Con la colaboración de grandes artistas y amigos de Cohen (mención especial a su incondicional Jennifer Warnes y al español Javier Mas, inseparable del poeta en sus últimos ocho años de giras), el disco es casi un poemario vital, reflexiones sobre el amor y la muerte, sobre la música, sobre la vida. Y con un especial homenaje a Lorca, su amado Lorca, en el tema “The Night Of Santiago”, inspirada en “La casada infiel” del Romancero Gitano de nuestro poeta más universal.
Fue una gran noticia, una magnífica noticia, la publicación de este álbum póstumo que no es otra cosa que la demostración de que Cohen -el maestro, el soñador, el artista, el poeta- sigue vivo, eternamente vivo. Thanks for the dance, Mr. Cohen, thanks for the songs, thanks for the poems!
El amor de Juana de Arco
De todas las historias de amor
que ha retratado Leonard Cohen a lo largo de su prolífica obra literaria y
musical, tal vez la más mística y hermosamente romántica (en el sentido
trágico) sea la que nos relata en Joan OfArc (impresionante esta versión con Jennifer Warnes).

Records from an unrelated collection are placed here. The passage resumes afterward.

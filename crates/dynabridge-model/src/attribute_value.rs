//! The DynamoDB `AttributeValue` tagged union.
//!
//! On the JSON wire an attribute value is a single-key object such as
//! `{"S": "hello"}` or `{"NS": ["1", "2"]}`. Exactly one type tag is
//! present; numbers travel as strings to preserve precision; binary
//! payloads travel base64-encoded.

use std::collections::HashMap;
use std::fmt;

use base64::Engine;
use base64::engine::general_purpose::STANDARD as BASE64;
use serde::de::{self, MapAccess, Visitor};
use serde::ser::SerializeMap;
use serde::{Deserialize, Deserializer, Serialize, Serializer};

/// A DynamoDB attribute value.
///
/// Implemented as an explicit sum type rather than an untyped map so that
/// cross-type operations are caught at the boundary.
#[derive(Debug, Clone, PartialEq)]
pub enum AttributeValue {
    /// String.
    S(String),
    /// Number, string-encoded.
    N(String),
    /// Binary blob.
    B(bytes::Bytes),
    /// Boolean.
    Bool(bool),
    /// Null marker.
    Null(bool),
    /// String set (unordered, de-duplicated).
    Ss(Vec<String>),
    /// Number set (string-encoded elements).
    Ns(Vec<String>),
    /// Binary set.
    Bs(Vec<bytes::Bytes>),
    /// Ordered, heterogeneous list.
    L(Vec<AttributeValue>),
    /// Nested map.
    M(HashMap<String, AttributeValue>),
}

impl AttributeValue {
    /// The one-or-two letter type code used in DDL maps and wire tags.
    #[must_use]
    pub fn type_code(&self) -> &'static str {
        match self {
            Self::S(_) => "S",
            Self::N(_) => "N",
            Self::B(_) => "B",
            Self::Bool(_) => "BOOL",
            Self::Null(_) => "NULL",
            Self::Ss(_) => "SS",
            Self::Ns(_) => "NS",
            Self::Bs(_) => "BS",
            Self::L(_) => "L",
            Self::M(_) => "M",
        }
    }

    /// Returns `true` for `{NULL: true}`.
    #[must_use]
    pub fn is_null(&self) -> bool {
        matches!(self, Self::Null(true))
    }

    /// Returns the string payload of an `S` value.
    #[must_use]
    pub fn as_s(&self) -> Option<&str> {
        match self {
            Self::S(s) => Some(s),
            _ => None,
        }
    }

    /// Returns the number string of an `N` value.
    #[must_use]
    pub fn as_n(&self) -> Option<&str> {
        match self {
            Self::N(n) => Some(n),
            _ => None,
        }
    }

    /// Returns the bytes of a `B` value.
    #[must_use]
    pub fn as_b(&self) -> Option<&bytes::Bytes> {
        match self {
            Self::B(b) => Some(b),
            _ => None,
        }
    }

    /// Returns the boolean of a `BOOL` value.
    #[must_use]
    pub fn as_bool(&self) -> Option<bool> {
        match self {
            Self::Bool(b) => Some(*b),
            _ => None,
        }
    }

    /// Returns the elements of an `L` value.
    #[must_use]
    pub fn as_l(&self) -> Option<&[AttributeValue]> {
        match self {
            Self::L(l) => Some(l),
            _ => None,
        }
    }

    /// Returns the entries of an `M` value.
    #[must_use]
    pub fn as_m(&self) -> Option<&HashMap<String, AttributeValue>> {
        match self {
            Self::M(m) => Some(m),
            _ => None,
        }
    }

    /// Returns `true` if this is one of the three set variants.
    #[must_use]
    pub fn is_set(&self) -> bool {
        matches!(self, Self::Ss(_) | Self::Ns(_) | Self::Bs(_))
    }
}

impl Eq for AttributeValue {}

impl fmt::Display for AttributeValue {
    fn fmt(&self, f: &mut fmt::Formatter<'_>) -> fmt::Result {
        match self {
            Self::S(s) => write!(f, "{{S: {s}}}"),
            Self::N(n) => write!(f, "{{N: {n}}}"),
            Self::B(b) => write!(f, "{{B: {} bytes}}", b.len()),
            Self::Bool(b) => write!(f, "{{BOOL: {b}}}"),
            Self::Null(b) => write!(f, "{{NULL: {b}}}"),
            Self::Ss(v) => write!(f, "{{SS: {} elems}}", v.len()),
            Self::Ns(v) => write!(f, "{{NS: {} elems}}", v.len()),
            Self::Bs(v) => write!(f, "{{BS: {} elems}}", v.len()),
            Self::L(v) => write!(f, "{{L: {} items}}", v.len()),
            Self::M(m) => write!(f, "{{M: {} keys}}", m.len()),
        }
    }
}

impl Serialize for AttributeValue {
    fn serialize<S: Serializer>(&self, serializer: S) -> Result<S::Ok, S::Error> {
        let mut map = serializer.serialize_map(Some(1))?;
        match self {
            Self::S(s) => map.serialize_entry("S", s)?,
            Self::N(n) => map.serialize_entry("N", n)?,
            Self::B(b) => map.serialize_entry("B", &BASE64.encode(b))?,
            Self::Bool(b) => map.serialize_entry("BOOL", b)?,
            Self::Null(b) => map.serialize_entry("NULL", b)?,
            Self::Ss(v) => map.serialize_entry("SS", v)?,
            Self::Ns(v) => map.serialize_entry("NS", v)?,
            Self::Bs(v) => {
                let encoded: Vec<String> = v.iter().map(|b| BASE64.encode(b)).collect();
                map.serialize_entry("BS", &encoded)?;
            }
            Self::L(items) => map.serialize_entry("L", items)?,
            Self::M(entries) => map.serialize_entry("M", entries)?,
        }
        map.end()
    }
}

impl<'de> Deserialize<'de> for AttributeValue {
    fn deserialize<D: Deserializer<'de>>(deserializer: D) -> Result<Self, D::Error> {
        struct TagVisitor;

        impl<'de> Visitor<'de> for TagVisitor {
            type Value = AttributeValue;

            fn expecting(&self, f: &mut fmt::Formatter<'_>) -> fmt::Result {
                f.write_str("an AttributeValue object with exactly one type tag")
            }

            fn visit_map<M: MapAccess<'de>>(self, mut map: M) -> Result<Self::Value, M::Error> {
                let Some(tag) = map.next_key::<String>()? else {
                    return Err(de::Error::custom("AttributeValue requires a type tag"));
                };

                let value = match tag.as_str() {
                    "S" => AttributeValue::S(map.next_value()?),
                    "N" => AttributeValue::N(map.next_value()?),
                    "B" => {
                        let encoded: String = map.next_value()?;
                        let raw = BASE64.decode(&encoded).map_err(de::Error::custom)?;
                        AttributeValue::B(bytes::Bytes::from(raw))
                    }
                    "BOOL" => AttributeValue::Bool(map.next_value()?),
                    "NULL" => AttributeValue::Null(map.next_value()?),
                    "SS" => AttributeValue::Ss(map.next_value()?),
                    "NS" => AttributeValue::Ns(map.next_value()?),
                    "BS" => {
                        let encoded: Vec<String> = map.next_value()?;
                        let decoded = encoded
                            .iter()
                            .map(|e| BASE64.decode(e).map(bytes::Bytes::from))
                            .collect::<Result<Vec<_>, _>>()
                            .map_err(de::Error::custom)?;
                        AttributeValue::Bs(decoded)
                    }
                    "L" => AttributeValue::L(map.next_value()?),
                    "M" => AttributeValue::M(map.next_value()?),
                    other => {
                        return Err(de::Error::unknown_field(
                            other,
                            &["S", "N", "B", "BOOL", "NULL", "SS", "NS", "BS", "L", "M"],
                        ));
                    }
                };

                Ok(value)
            }
        }

        deserializer.deserialize_map(TagVisitor)
    }
}

#[cfg(test)]
mod tests {
    use super::*;

    #[test]
    fn test_should_serialize_scalar_tags() {
        let cases = [
            (AttributeValue::S("a".to_owned()), r#"{"S":"a"}"#),
            (AttributeValue::N("3.14".to_owned()), r#"{"N":"3.14"}"#),
            (AttributeValue::Bool(false), r#"{"BOOL":false}"#),
            (AttributeValue::Null(true), r#"{"NULL":true}"#),
        ];
        for (value, expected) in cases {
            assert_eq!(serde_json::to_string(&value).unwrap(), expected);
        }
    }

    #[test]
    fn test_should_base64_encode_binary() {
        let value = AttributeValue::B(bytes::Bytes::from_static(b"hi"));
        assert_eq!(serde_json::to_string(&value).unwrap(), r#"{"B":"aGk="}"#);
    }

    #[test]
    fn test_should_roundtrip_binary_set() {
        let value = AttributeValue::Bs(vec![
            bytes::Bytes::from_static(b"one"),
            bytes::Bytes::from_static(b"two"),
        ]);
        let json = serde_json::to_string(&value).unwrap();
        let back: AttributeValue = serde_json::from_str(&json).unwrap();
        assert_eq!(back, value);
    }

    #[test]
    fn test_should_roundtrip_nested_structures() {
        let mut inner = HashMap::new();
        inner.insert("rating".to_owned(), AttributeValue::N("5".to_owned()));
        let value = AttributeValue::L(vec![
            AttributeValue::S("x".to_owned()),
            AttributeValue::M(inner),
        ]);
        let json = serde_json::to_string(&value).unwrap();
        let back: AttributeValue = serde_json::from_str(&json).unwrap();
        assert_eq!(back, value);
    }

    #[test]
    fn test_should_deserialize_sets() {
        let ss: AttributeValue = serde_json::from_str(r#"{"SS":["a","b"]}"#).unwrap();
        assert!(matches!(ss, AttributeValue::Ss(ref v) if v.len() == 2));
        let ns: AttributeValue = serde_json::from_str(r#"{"NS":["1","2","3"]}"#).unwrap();
        assert!(matches!(ns, AttributeValue::Ns(ref v) if v.len() == 3));
    }

    #[test]
    fn test_should_reject_unknown_tag() {
        let result = serde_json::from_str::<AttributeValue>(r#"{"X":"a"}"#);
        assert!(result.is_err());
    }

    #[test]
    fn test_should_report_type_codes() {
        assert_eq!(AttributeValue::S(String::new()).type_code(), "S");
        assert_eq!(AttributeValue::Ns(Vec::new()).type_code(), "NS");
        assert_eq!(AttributeValue::M(HashMap::new()).type_code(), "M");
    }
}
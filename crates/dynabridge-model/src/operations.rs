//! The data-plane operation set.
//!
//! Table management (CreateTable and friends) is intentionally absent:
//! backend tables are pre-provisioned and described by the schema registry.

use std::fmt;

/// All operations the adapter serves.
#[derive(Debug, Clone, Copy, PartialEq, Eq, Hash)]
pub enum Operation {
    /// Read one item by primary key.
    GetItem,
    /// Insert or replace one item.
    PutItem,
    /// Delete one item by primary key.
    DeleteItem,
    /// Apply an update expression to one item.
    UpdateItem,
    /// Query by key condition, optionally through a secondary index.
    Query,
    /// Scan a table.
    Scan,
    /// Multi-table point reads.
    BatchGetItem,
    /// Multi-table put/delete mutations.
    BatchWriteItem,
    /// Consistent multi-table snapshot reads.
    TransactGetItems,
    /// Atomic multi-item write batch.
    TransactWriteItems,
    /// PartiQL statement execution.
    ExecuteStatement,
}

impl Operation {
    /// The AWS operation name.
    #[must_use]
    pub fn as_str(&self) -> &'static str {
        match self {
            Self::GetItem => "GetItem",
            Self::PutItem => "PutItem",
            Self::DeleteItem => "DeleteItem",
            Self::UpdateItem => "UpdateItem",
            Self::Query => "Query",
            Self::Scan => "Scan",
            Self::BatchGetItem => "BatchGetItem",
            Self::BatchWriteItem => "BatchWriteItem",
            Self::TransactGetItems => "TransactGetItems",
            Self::TransactWriteItems => "TransactWriteItems",
            Self::ExecuteStatement => "ExecuteStatement",
        }
    }

    /// Parse an operation name.
    #[must_use]
    pub fn from_name(name: &str) -> Option<Self> {
        match name {
            "GetItem" => Some(Self::GetItem),
            "PutItem" => Some(Self::PutItem),
            "DeleteItem" => Some(Self::DeleteItem),
            "UpdateItem" => Some(Self::UpdateItem),
            "Query" => Some(Self::Query),
            "Scan" => Some(Self::Scan),
            "BatchGetItem" => Some(Self::BatchGetItem),
            "BatchWriteItem" => Some(Self::BatchWriteItem),
            "TransactGetItems" => Some(Self::TransactGetItems),
            "TransactWriteItems" => Some(Self::TransactWriteItems),
            "ExecuteStatement" => Some(Self::ExecuteStatement),
            _ => None,
        }
    }
}

impl fmt::Display for Operation {
    fn fmt(&self, f: &mut fmt::Formatter<'_>) -> fmt::Result {
        f.write_str(self.as_str())
    }
}
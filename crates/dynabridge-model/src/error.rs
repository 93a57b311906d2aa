//! Wire-visible adapter errors.
//!
//! Errors serialize in the DynamoDB JSON error format: a `__type` field
//! carrying the fully-qualified error name plus a human-readable `Message`.

use std::fmt;

use serde::{Deserialize, Serialize};

use crate::attribute_value::AttributeValue;

/// Error codes the adapter emits on the wire.
#[derive(Debug, Clone, Copy, PartialEq, Eq, Hash, Default)]
#[non_exhaustive]
pub enum AdapterErrorCode {
    /// Malformed expression, unknown attribute, type mismatch, numeric
    /// overflow, missing required key.
    #[default]
    ValidationException,
    /// Unknown table, or unknown column for the resolved table.
    ResourceNotFoundException,
    /// A condition expression evaluated false inside the transaction.
    ConditionalCheckFailedException,
    /// A `TransactWriteItems` sub-request failed; carries per-item reasons.
    TransactionCanceledException,
    /// Backend RPC failure, retry exhaustion, unexpected codec failure.
    InternalServerError,
    /// Request body could not be deserialized.
    SerializationException,
    /// The `X-Amz-Target` header is missing.
    MissingAction,
    /// The `X-Amz-Target` header names an unsupported operation.
    UnrecognizedClientException,
}

impl AdapterErrorCode {
    /// Fully-qualified `__type` string for the JSON error body.
    #[must_use]
    pub fn error_type(&self) -> &'static str {
        match self {
            Self::ValidationException => "com.amazon.coral.validate#ValidationException",
            Self::ResourceNotFoundException => {
                "com.amazonaws.dynamodb.v20120810#ResourceNotFoundException"
            }
            Self::ConditionalCheckFailedException => {
                "com.amazonaws.dynamodb.v20120810#ConditionalCheckFailedException"
            }
            Self::TransactionCanceledException => {
                "com.amazonaws.dynamodb.v20120810#TransactionCanceledException"
            }
            Self::InternalServerError => "com.amazonaws.dynamodb.v20120810#InternalServerError",
            Self::SerializationException => {
                "com.amazonaws.dynamodb.v20120810#SerializationException"
            }
            Self::MissingAction => "com.amazonaws.dynamodb.v20120810#MissingAction",
            Self::UnrecognizedClientException => {
                "com.amazonaws.dynamodb.v20120810#UnrecognizedClientException"
            }
        }
    }

    /// Short code string.
    #[must_use]
    pub fn as_str(&self) -> &'static str {
        match self {
            Self::ValidationException => "ValidationException",
            Self::ResourceNotFoundException => "ResourceNotFoundException",
            Self::ConditionalCheckFailedException => "ConditionalCheckFailedException",
            Self::TransactionCanceledException => "TransactionCanceledException",
            Self::InternalServerError => "InternalServerError",
            Self::SerializationException => "SerializationException",
            Self::MissingAction => "MissingAction",
            Self::UnrecognizedClientException => "UnrecognizedClientException",
        }
    }

    /// Default HTTP status for the code.
    #[must_use]
    pub fn default_status_code(&self) -> http::StatusCode {
        match self {
            Self::InternalServerError => http::StatusCode::INTERNAL_SERVER_ERROR,
            _ => http::StatusCode::BAD_REQUEST,
        }
    }
}

impl fmt::Display for AdapterErrorCode {
    fn fmt(&self, f: &mut fmt::Formatter<'_>) -> fmt::Result {
        f.write_str(self.as_str())
    }
}

/// Per-item outcome reported inside `TransactionCanceledException`.
#[derive(Debug, Clone, Default, Serialize, Deserialize)]
#[serde(rename_all = "PascalCase")]
pub struct CancellationReason {
    /// Reason code, e.g. `ConditionalCheckFailed` or `None`.
    #[serde(skip_serializing_if = "Option::is_none")]
    pub code: Option<String>,

    /// Human-readable message for failed items.
    #[serde(skip_serializing_if = "Option::is_none")]
    pub message: Option<String>,

    /// The item image, when requested on condition-check failure.
    #[serde(default, skip_serializing_if = "std::collections::HashMap::is_empty")]
    pub item: std::collections::HashMap<String, AttributeValue>,
}

impl CancellationReason {
    /// A reason entry for a sub-request that did not fail.
    #[must_use]
    pub fn none() -> Self {
        Self {
            code: Some("None".to_owned()),
            message: None,
            item: std::collections::HashMap::new(),
        }
    }

    /// A reason entry for a failed condition check.
    #[must_use]
    pub fn conditional_check_failed(message: impl Into<String>) -> Self {
        Self {
            code: Some("ConditionalCheckFailed".to_owned()),
            message: Some(message.into()),
            item: std::collections::HashMap::new(),
        }
    }
}

/// A wire-level adapter error.
#[derive(Debug)]
pub struct AdapterError {
    /// The error code.
    pub code: AdapterErrorCode,
    /// Human-readable message.
    pub message: String,
    /// HTTP status to respond with.
    pub status_code: http::StatusCode,
    /// Per-item reasons, populated only for transaction cancellation.
    pub cancellation_reasons: Vec<CancellationReason>,
    /// Underlying cause, if any.
    pub source: Option<Box<dyn std::error::Error + Send + Sync>>,
}

impl fmt::Display for AdapterError {
    fn fmt(&self, f: &mut fmt::Formatter<'_>) -> fmt::Result {
        write!(f, "{}: {}", self.code, self.message)
    }
}

impl std::error::Error for AdapterError {
    fn source(&self) -> Option<&(dyn std::error::Error + 'static)> {
        self.source
            .as_ref()
            .map(|e| e.as_ref() as &(dyn std::error::Error + 'static))
    }
}

impl AdapterError {
    /// Create an error with the code's default message and status.
    #[must_use]
    pub fn new(code: AdapterErrorCode) -> Self {
        Self {
            status_code: code.default_status_code(),
            message: code.as_str().to_owned(),
            code,
            cancellation_reasons: Vec::new(),
            source: None,
        }
    }

    /// Create an error with a custom message.
    #[must_use]
    pub fn with_message(code: AdapterErrorCode, message: impl Into<String>) -> Self {
        Self {
            status_code: code.default_status_code(),
            message: message.into(),
            code,
            cancellation_reasons: Vec::new(),
            source: None,
        }
    }

    /// Attach the underlying cause.
    #[must_use]
    pub fn with_source(mut self, source: impl std::error::Error + Send + Sync + 'static) -> Self {
        self.source = Some(Box::new(source));
        self
    }

    /// The `__type` string for the JSON error body.
    #[must_use]
    pub fn error_type(&self) -> &'static str {
        self.code.error_type()
    }

    // -- Convenience constructors --

    /// Validation failure.
    #[must_use]
    pub fn validation(message: impl Into<String>) -> Self {
        Self::with_message(AdapterErrorCode::ValidationException, message)
    }

    /// Unknown table or column.
    #[must_use]
    pub fn resource_not_found(message: impl Into<String>) -> Self {
        Self::with_message(AdapterErrorCode::ResourceNotFoundException, message)
    }

    /// Condition evaluated false at transaction time.
    #[must_use]
    pub fn conditional_check_failed(message: impl Into<String>) -> Self {
        Self::with_message(AdapterErrorCode::ConditionalCheckFailedException, message)
    }

    /// A transaction batch was canceled; `reasons` has one entry per item.
    #[must_use]
    pub fn transaction_canceled(reasons: Vec<CancellationReason>) -> Self {
        let mut err = Self::with_message(
            AdapterErrorCode::TransactionCanceledException,
            "Transaction cancelled, please refer cancellation reasons for specific reasons",
        );
        err.cancellation_reasons = reasons;
        err
    }

    /// Backend or codec failure.
    #[must_use]
    pub fn internal(message: impl Into<String>) -> Self {
        Self::with_message(AdapterErrorCode::InternalServerError, message)
    }

    /// Body deserialization failure.
    #[must_use]
    pub fn serialization(message: impl Into<String>) -> Self {
        Self::with_message(AdapterErrorCode::SerializationException, message)
    }

    /// Missing `X-Amz-Target` header.
    #[must_use]
    pub fn missing_action() -> Self {
        Self::with_message(
            AdapterErrorCode::MissingAction,
            "Missing required header: X-Amz-Target",
        )
    }

    /// Unsupported operation name.
    #[must_use]
    pub fn unknown_operation(target: &str) -> Self {
        Self::with_message(
            AdapterErrorCode::UnrecognizedClientException,
            format!("Unrecognized operation: {target}"),
        )
    }
}

#[cfg(test)]
mod tests {
    use super::*;

    #[test]
    fn test_should_default_status_by_code() {
        assert_eq!(
            AdapterError::internal("boom").status_code,
            http::StatusCode::INTERNAL_SERVER_ERROR
        );
        assert_eq!(
            AdapterError::validation("bad").status_code,
            http::StatusCode::BAD_REQUEST
        );
    }

    #[test]
    fn test_should_carry_cancellation_reasons() {
        let err = AdapterError::transaction_canceled(vec![
            CancellationReason::none(),
            CancellationReason::conditional_check_failed("The conditional request failed"),
        ]);
        assert_eq!(err.code, AdapterErrorCode::TransactionCanceledException);
        assert_eq!(err.cancellation_reasons.len(), 2);
        assert_eq!(
            err.cancellation_reasons[1].code.as_deref(),
            Some("ConditionalCheckFailed")
        );
    }

    #[test]
    fn test_should_expose_fully_qualified_type() {
        let err = AdapterError::conditional_check_failed("nope");
        assert_eq!(
            err.error_type(),
            "com.amazonaws.dynamodb.v20120810#ConditionalCheckFailedException"
        );
    }
}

Un maravilloso diálogo entre la guerrera cansada de luchar y el fuego
que la devora, a su pesar, en la hoguera, y que acaba convirtiéndose en una rendida
declaración de amor: “Entonces, fuego, enfría tu cuerpo / yo te daré el mío
para que lo abraces (…) Y en lo más profundo de su ardiente corazón / él tomó
el polvo de nuestra Juana de Arco / y sobre los invitados a la boda / dejó caer
las cenizas de su hermoso vestido de novia.” Poesía pura.